• [EXERCISE OBJECTIVE]: Going through the data below, find how many lines include the word "directory", and reply with that number alone.

• [SOURCE DATA]:
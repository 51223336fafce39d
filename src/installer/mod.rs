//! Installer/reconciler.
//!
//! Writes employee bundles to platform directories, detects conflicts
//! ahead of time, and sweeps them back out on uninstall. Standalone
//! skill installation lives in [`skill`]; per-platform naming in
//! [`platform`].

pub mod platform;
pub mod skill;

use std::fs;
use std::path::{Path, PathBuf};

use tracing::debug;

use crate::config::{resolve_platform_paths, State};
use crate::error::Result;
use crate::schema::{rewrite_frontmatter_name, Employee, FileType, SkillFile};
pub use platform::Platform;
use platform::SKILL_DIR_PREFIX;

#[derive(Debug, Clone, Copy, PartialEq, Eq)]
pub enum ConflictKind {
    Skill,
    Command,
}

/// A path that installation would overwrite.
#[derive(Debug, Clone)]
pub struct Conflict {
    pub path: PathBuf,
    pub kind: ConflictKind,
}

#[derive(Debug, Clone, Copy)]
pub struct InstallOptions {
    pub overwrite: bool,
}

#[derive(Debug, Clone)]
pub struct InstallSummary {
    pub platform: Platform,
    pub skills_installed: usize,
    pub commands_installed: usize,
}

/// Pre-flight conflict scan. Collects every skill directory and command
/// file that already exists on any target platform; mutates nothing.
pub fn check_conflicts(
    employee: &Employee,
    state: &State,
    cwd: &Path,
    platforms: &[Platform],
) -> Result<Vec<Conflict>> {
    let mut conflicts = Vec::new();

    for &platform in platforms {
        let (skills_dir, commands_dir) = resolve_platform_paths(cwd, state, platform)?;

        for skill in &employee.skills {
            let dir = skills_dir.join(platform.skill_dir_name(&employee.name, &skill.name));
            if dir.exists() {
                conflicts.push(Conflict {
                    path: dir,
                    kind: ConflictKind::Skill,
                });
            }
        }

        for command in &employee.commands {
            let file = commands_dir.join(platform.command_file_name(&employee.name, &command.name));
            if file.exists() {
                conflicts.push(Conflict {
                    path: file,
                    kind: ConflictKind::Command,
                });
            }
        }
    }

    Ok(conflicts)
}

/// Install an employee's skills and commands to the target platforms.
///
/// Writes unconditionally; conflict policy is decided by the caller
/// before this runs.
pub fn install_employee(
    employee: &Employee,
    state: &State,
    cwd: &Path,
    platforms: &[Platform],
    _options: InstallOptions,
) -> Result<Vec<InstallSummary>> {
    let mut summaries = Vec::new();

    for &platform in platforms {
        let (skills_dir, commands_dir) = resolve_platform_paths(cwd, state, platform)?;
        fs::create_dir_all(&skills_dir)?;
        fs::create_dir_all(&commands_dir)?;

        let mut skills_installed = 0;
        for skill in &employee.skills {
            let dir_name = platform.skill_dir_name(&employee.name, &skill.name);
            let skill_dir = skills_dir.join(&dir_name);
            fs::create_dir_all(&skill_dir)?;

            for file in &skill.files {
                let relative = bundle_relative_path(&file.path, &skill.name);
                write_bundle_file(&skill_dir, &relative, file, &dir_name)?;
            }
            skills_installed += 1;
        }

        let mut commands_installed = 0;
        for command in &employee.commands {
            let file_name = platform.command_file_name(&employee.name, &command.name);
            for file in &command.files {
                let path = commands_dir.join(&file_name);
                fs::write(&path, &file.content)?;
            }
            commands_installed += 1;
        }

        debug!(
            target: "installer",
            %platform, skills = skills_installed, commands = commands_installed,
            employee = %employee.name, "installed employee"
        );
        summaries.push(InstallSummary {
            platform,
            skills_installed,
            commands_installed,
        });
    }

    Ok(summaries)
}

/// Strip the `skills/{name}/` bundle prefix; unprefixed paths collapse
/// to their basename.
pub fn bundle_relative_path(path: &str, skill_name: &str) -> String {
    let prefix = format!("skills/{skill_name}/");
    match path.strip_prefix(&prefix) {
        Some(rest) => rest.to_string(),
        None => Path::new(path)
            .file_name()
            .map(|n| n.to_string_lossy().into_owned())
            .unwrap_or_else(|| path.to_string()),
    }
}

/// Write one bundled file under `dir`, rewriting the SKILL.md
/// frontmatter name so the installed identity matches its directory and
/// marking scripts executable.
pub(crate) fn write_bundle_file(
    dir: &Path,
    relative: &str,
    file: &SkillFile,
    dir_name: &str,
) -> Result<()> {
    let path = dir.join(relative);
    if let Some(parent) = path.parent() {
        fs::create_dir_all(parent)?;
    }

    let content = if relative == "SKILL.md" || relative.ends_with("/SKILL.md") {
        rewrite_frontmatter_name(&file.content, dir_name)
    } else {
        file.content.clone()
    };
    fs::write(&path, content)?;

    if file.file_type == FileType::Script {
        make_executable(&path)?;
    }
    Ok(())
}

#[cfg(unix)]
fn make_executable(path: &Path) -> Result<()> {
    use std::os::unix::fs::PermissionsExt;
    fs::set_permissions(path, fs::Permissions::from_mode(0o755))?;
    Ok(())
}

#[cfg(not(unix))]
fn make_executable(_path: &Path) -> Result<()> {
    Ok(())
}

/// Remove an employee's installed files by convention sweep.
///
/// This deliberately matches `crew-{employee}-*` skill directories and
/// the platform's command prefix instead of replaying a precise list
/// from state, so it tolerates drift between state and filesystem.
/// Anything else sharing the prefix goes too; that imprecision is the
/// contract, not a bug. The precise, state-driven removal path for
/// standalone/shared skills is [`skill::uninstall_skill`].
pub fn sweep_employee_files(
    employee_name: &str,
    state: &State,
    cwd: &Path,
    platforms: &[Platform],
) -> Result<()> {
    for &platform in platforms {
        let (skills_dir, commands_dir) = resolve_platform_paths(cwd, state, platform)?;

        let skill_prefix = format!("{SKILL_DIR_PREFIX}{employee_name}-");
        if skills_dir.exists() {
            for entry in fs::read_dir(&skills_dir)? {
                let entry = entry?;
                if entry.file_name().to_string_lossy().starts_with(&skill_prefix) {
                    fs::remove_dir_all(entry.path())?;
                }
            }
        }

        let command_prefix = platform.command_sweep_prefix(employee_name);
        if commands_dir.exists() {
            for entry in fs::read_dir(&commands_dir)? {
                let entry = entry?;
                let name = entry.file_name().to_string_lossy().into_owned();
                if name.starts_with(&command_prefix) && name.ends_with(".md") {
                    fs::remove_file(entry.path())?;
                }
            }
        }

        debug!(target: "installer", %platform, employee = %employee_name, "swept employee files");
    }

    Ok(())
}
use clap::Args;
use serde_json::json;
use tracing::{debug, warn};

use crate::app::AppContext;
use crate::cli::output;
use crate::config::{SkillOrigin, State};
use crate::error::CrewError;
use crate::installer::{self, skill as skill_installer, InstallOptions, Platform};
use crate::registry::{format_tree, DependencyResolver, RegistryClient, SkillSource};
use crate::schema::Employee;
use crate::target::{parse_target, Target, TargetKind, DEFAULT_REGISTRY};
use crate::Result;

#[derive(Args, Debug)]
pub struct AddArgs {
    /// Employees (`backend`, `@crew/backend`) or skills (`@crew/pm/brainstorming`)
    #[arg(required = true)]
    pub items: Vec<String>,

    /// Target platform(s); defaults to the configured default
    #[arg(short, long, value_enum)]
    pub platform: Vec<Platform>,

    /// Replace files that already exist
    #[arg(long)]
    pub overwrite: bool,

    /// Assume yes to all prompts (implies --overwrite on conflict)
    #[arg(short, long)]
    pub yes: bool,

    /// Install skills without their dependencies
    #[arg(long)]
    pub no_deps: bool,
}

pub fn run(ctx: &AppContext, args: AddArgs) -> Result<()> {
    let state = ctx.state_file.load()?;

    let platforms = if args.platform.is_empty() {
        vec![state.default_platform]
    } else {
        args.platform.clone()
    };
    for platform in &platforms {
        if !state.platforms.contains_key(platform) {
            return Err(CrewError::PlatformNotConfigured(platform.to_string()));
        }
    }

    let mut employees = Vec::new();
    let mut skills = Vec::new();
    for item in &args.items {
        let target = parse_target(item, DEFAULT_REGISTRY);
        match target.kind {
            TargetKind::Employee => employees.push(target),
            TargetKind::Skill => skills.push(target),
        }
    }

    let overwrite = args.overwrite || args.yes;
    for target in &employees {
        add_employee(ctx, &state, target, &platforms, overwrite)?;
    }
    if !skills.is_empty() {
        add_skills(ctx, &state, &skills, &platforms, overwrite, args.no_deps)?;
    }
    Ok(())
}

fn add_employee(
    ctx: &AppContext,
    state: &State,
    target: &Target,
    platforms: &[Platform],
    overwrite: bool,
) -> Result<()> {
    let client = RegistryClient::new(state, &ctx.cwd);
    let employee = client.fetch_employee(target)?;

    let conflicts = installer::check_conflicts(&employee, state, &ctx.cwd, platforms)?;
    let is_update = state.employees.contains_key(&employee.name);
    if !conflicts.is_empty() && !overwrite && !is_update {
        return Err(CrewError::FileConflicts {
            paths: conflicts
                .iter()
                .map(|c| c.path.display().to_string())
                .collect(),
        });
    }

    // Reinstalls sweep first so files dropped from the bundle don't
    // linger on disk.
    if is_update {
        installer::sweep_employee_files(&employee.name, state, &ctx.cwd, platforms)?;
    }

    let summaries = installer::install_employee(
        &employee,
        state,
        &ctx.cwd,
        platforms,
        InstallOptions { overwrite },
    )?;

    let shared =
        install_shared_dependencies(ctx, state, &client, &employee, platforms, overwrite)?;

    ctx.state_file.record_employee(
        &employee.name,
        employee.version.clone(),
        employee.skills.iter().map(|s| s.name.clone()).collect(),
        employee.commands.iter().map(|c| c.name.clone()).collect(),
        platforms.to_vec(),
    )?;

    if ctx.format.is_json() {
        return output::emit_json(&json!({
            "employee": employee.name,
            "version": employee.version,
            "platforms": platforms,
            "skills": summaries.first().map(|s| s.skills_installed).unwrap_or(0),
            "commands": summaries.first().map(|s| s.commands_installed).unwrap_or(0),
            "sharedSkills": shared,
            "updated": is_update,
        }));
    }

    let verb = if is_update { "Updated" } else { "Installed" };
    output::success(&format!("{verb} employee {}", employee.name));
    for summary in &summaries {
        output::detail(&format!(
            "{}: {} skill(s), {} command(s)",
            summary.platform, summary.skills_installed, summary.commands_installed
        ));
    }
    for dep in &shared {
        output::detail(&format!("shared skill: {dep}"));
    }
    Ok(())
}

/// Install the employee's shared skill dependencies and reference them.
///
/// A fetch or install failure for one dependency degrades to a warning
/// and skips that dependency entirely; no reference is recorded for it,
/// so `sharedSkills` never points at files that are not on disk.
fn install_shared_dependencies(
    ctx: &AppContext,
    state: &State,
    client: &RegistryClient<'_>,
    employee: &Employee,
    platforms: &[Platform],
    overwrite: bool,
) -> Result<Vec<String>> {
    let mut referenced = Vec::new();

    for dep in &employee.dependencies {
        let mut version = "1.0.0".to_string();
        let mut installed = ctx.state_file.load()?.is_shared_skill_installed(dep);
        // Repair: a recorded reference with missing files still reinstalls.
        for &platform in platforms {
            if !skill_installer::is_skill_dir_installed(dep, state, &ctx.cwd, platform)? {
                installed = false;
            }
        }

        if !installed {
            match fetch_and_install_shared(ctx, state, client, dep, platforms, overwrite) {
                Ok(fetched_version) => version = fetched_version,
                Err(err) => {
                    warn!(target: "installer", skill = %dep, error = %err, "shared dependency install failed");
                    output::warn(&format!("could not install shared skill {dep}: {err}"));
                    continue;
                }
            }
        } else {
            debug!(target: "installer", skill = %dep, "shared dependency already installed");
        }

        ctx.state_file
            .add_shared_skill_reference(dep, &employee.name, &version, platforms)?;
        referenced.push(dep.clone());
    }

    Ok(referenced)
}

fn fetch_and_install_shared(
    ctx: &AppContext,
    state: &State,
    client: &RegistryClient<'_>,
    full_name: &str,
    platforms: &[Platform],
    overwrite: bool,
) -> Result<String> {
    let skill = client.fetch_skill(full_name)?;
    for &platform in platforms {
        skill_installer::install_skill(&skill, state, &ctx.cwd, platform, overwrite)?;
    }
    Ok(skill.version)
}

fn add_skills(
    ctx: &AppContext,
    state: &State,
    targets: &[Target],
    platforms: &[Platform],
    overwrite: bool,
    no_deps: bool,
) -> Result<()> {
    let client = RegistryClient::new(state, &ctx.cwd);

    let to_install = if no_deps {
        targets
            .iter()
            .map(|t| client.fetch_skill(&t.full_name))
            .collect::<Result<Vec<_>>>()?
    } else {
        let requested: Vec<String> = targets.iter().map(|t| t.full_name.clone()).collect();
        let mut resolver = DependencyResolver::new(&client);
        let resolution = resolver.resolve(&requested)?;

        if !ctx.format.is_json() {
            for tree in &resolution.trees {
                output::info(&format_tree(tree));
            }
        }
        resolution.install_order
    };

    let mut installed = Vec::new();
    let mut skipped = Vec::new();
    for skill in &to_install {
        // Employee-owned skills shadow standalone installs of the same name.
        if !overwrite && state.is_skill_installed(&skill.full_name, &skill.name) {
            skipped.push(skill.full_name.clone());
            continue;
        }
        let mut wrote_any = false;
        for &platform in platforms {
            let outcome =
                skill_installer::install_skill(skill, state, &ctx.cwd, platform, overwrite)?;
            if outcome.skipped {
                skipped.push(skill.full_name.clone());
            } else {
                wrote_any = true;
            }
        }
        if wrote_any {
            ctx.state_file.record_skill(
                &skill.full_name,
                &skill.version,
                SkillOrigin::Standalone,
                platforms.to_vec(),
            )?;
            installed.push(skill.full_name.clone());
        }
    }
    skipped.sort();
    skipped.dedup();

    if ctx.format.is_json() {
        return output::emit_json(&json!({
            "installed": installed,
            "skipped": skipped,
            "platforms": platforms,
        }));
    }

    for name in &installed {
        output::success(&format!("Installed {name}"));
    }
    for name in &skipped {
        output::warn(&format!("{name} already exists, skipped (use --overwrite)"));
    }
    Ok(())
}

• [EXPECTED ANSWER]: 2